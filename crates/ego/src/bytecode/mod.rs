//! Bytecode for the Ego VM.
//!
//! # Module Structure
//!
//! - `opcode` - Opcode enum definitions
//! - `code` - `ByteCode` buffer with emit, patch and append
//! - `disasm` - listings for the bytecode log
//! - `optimizer` - peephole optimizer and constant struct folding

pub use code::{ByteCode, INITIAL_OPCODE_SIZE, Instruction};
pub use disasm::format_instruction;
pub use opcode::Opcode;

mod code;
mod disasm;
mod opcode;
mod optimizer;
impl Context {
    /// Creates a context that will run `bytecode` with `symbols` as its scope.
    #[must_use]
    pub fn new(arena: Arc<SymbolArena>, symbols: TableId, bytecode: impl Into<Arc<ByteCode>>) -> Self {
        let bytecode = bytecode.into();
        let mut ctx = Self {
            name: bytecode.name().to_owned(),
            thread_id: NEXT_THREAD_ID.fetch_add(1, Ordering::Relaxed),
            arena,
            symbols,
            bytecode,
            stack: Vec::with_capacity(INITIAL_STACK_SIZE),
            fp: 0,
            pc: 0,
            line: 0,
            block_depth: 0,
            frame_depth: 0,
            pkg: String::new(),
            source_file: String::new(),
            try_stack: Vec::new(),
            range_stack: Vec::new(),
            timer_stack: Vec::new(),
            this_stack: Vec::new(),
            package_stack: Vec::new(),
            defer_stack: Vec::new(),
            result: None,
            arg_count_delta: 0,
            running: Arc::new(AtomicBool::new(false)),
            tasks: Vec::new(),
            static_types: false,
            debugging: false,
            single_step: false,
            step_over: false,
            break_on_return: false,
            full_symbol_scope: false,
            throw_unchecked_errors: true,
            full_stack_trace: false,
            extensions: false,
            runtime_panics: true,
            tracer: Box::new(NoopTracer),
            output: Box::new(StdPrint),
            settings: Arc::new(MapSettings::new()),
        };
        ctx.apply_settings();
        log_debug!(
            LogCategory::Trace,
            "*** ({}) new context for {} on table {}",
            ctx.thread_id,
            ctx.name,
            ctx.symbols
        );
        ctx
    }

    /// Replaces the settings consulted by this context and re-reads its flags.
    #[must_use]
    pub fn with_settings(mut self, settings: Arc<dyn Settings>) -> Self {
        self.settings = settings;
        self.apply_settings();
        self
    }

    fn apply_settings(&mut self) {
        let settings = Arc::clone(&self.settings);
        self.throw_unchecked_errors = settings.get_bool(THROW_UNCHECKED_ERRORS_SETTING, true);
        self.full_stack_trace = settings.get_bool(FULL_STACK_TRACE_SETTING, false);
        self.runtime_panics = settings.get_bool(RUNTIME_PANICS_SETTING, true);
        self.extensions = settings.get_bool(EXTENSIONS_ENABLED_SETTING, false);
        self.full_symbol_scope = settings.get_bool(FULL_SYMBOL_SCOPE_SETTING, false);
        self.static_types = match self.arena.get(self.symbols, STATIC_TYPES_VAR) {
            Some(v) => v.truthy(),
            None => settings.get_bool(STATIC_TYPES_SETTING, false),
        };
    }

    pub fn set_tracer(&mut self, tracer: Box<dyn VmTracer>) {
        self.tracer = tracer;
    }

    pub fn set_output(&mut self, output: Box<dyn PrintWriter>) {
        self.output = output;
    }

    /// With `false`, program output is captured instead of written to stdout
    /// and can be read back with [`output`](Self::output).
    pub fn enable_console_output(&mut self, enabled: bool) {
        if enabled {
            self.output = Box::new(StdPrint);
        } else {
            self.output = Box::new(CollectStringPrint::new());
        }
    }

    /// Text captured since console output was disabled.
    #[must_use]
    pub fn output(&self) -> String {
        self.output.captured().unwrap_or_default().to_owned()
    }

    /// A handle other threads can clear to stop this context at its next instruction.
    #[must_use]
    pub fn running_flag(&self) -> Arc<AtomicBool> {
        Arc::clone(&self.running)
    }

    #[must_use]
    pub fn is_running(&self) -> bool {
        self.running.load(Ordering::Relaxed)
    }

    #[must_use]
    pub fn name(&self) -> &str {
        &self.name
    }

    #[must_use]
    pub fn thread_id(&self) -> u32 {
        self.thread_id
    }

    #[must_use]
    pub fn symbols(&self) -> TableId {
        self.symbols
    }

    #[must_use]
    pub fn arena(&self) -> &Arc<SymbolArena> {
        &self.arena
    }

    /// The single-value result set by `Return true` or `ReadStack`.
    #[must_use]
    pub fn result(&self) -> Option<&Value> {
        self.result.as_ref()
    }

    #[must_use]
    pub fn pc(&self) -> usize {
        self.pc
    }

    #[must_use]
    pub fn line(&self) -> usize {
        self.line
    }

    #[must_use]
    pub fn package(&self) -> &str {
        &self.pkg
    }

    #[must_use]
    pub fn source_file(&self) -> &str {
        &self.source_file
    }

    #[must_use]
    pub fn is_static(&self) -> bool {
        self.static_types
    }

    pub fn set_debug(&mut self, debugging: bool) {
        self.debugging = debugging;
    }

    pub fn set_single_step(&mut self, single_step: bool) {
        self.single_step = single_step;
    }

    pub fn set_step_over(&mut self, step_over: bool) {
        self.step_over = step_over;
    }

    pub fn set_break_on_return(&mut self, break_on_return: bool) {
        self.break_on_return = break_on_return;
    }

    pub fn set_full_symbol_scope(&mut self, full: bool) {
        self.full_symbol_scope = full;
    }

    pub fn set_static(&mut self, static_types: bool) {
        self.static_types = static_types;
    }

    /// Binds `name` in the root table.
    pub fn set_global(&self, name: &str, value: Value) -> RunResult<()> {
        self.arena.set_always(ROOT_TABLE, name, value)
    }

    /// Runs the bytecode from its first instruction.
    pub fn run(&mut self) -> RunResult<()> {
        self.run_from_address(0)
    }

    /// Runs the bytecode starting at `pc`.
    pub fn run_from_address(&mut self, pc: usize) -> RunResult<()> {
        self.pc = pc;
        self.resume()
    }

    /// Continues from the current program counter, for instance after the
    /// run returned a `SignalDebugger` error.
    ///
    /// Returns when `Stop` executes, when the program counter leaves the
    /// bytecode, or when the running flag is cleared. An error no try record
    /// catches unwinds every frame and is returned.
    pub fn resume(&mut self) -> RunResult<()> {
        self.running.store(true, Ordering::Relaxed);
        log_debug!(
            LogCategory::Trace,
            "*** ({}) running {} from {}",
            self.thread_id,
            self.bytecode.name(),
            self.pc
        );
        while self.running.load(Ordering::Relaxed) {
            let code = Arc::clone(&self.bytecode);
            let Some(instruction) = code.instruction(self.pc) else {
                self.running.store(false, Ordering::Relaxed);
                break;
            };
            let pc = self.pc;
            self.pc += 1;
            self.tracer
                .on_instruction(pc, instruction.operation, self.stack.len(), self.frame_depth);
            if log::is_active(LogCategory::Trace) {
                self.trace_instruction(pc, instruction.operation, &instruction.operand);
            }
            let handler = dispatch::handler(instruction.operation);
            if let Err(err) = handler(self, &instruction.operand) {
                if err.is(ErrorKind::Stop) {
                    self.running.store(false, Ordering::Relaxed);
                    break;
                }
                self.handle_error(err)?;
            }
        }
        log_debug!(LogCategory::Trace, "*** ({}) {} ended", self.thread_id, self.name);
        Ok(())
    }

    fn trace_instruction(&self, pc: usize, operation: Opcode, operand: &Value) {
        let instruction = crate::bytecode::Instruction::new(operation, operand.clone());
        let (op, text) = format_instruction(&instruction);
        log::emit(
            LogCategory::Trace,
            &format!(
                "({}) {:>18}:{:<4} {pc:>4}: {op:<12} {text:<20} stack[{}]: {}",
                self.thread_id,
                self.bytecode.name(),
                self.line,
                self.stack.len(),
                self.format_stack(4)
            ),
        );
    }

    /// The operand as a symbol name.
    fn operand_name(operand: &Value) -> RunResult<&str> {
        operand
            .as_str()
            .ok_or_else(|| EgoError::new(ErrorKind::InvalidValue).context(operand.kind()))
    }

    /// The operand as a count; a null operand means `default`.
    fn operand_count(operand: &Value, default: usize) -> RunResult<usize> {
        if operand.is_null() { Ok(default) } else { operand.as_index() }
    }

    fn native_call(&self) -> NativeCall<'_> {
        NativeCall {
            arena: &self.arena,
            table: self.symbols,
            receiver: None,
            settings: &self.settings,
        }
    }

    /// A context whose bytecode is `Call n; Stop`, with `callable` and `args`
    /// already on its stack.
    fn trampoline(
        arena: Arc<SymbolArena>,
        table: TableId,
        settings: Arc<dyn Settings>,
        callable: Value,
        args: Vec<Value>,
    ) -> Self {
        let mut code = ByteCode::new(&format!("call {}", callable_name(&callable)));
        code.emit_with(Opcode::Call, args.len());
        code.emit(Opcode::Stop);
        code.seal();
        let mut ctx = Self::new(arena, table, code).with_settings(settings);
        ctx.stack.push(callable);
        ctx.stack.extend(args);
        ctx
    }
}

▸ **ACTIVITY**
How many lines of the material above contain the word "TableId"? Answer with the number only.

▸ **EXERCISE SOLUTION**
3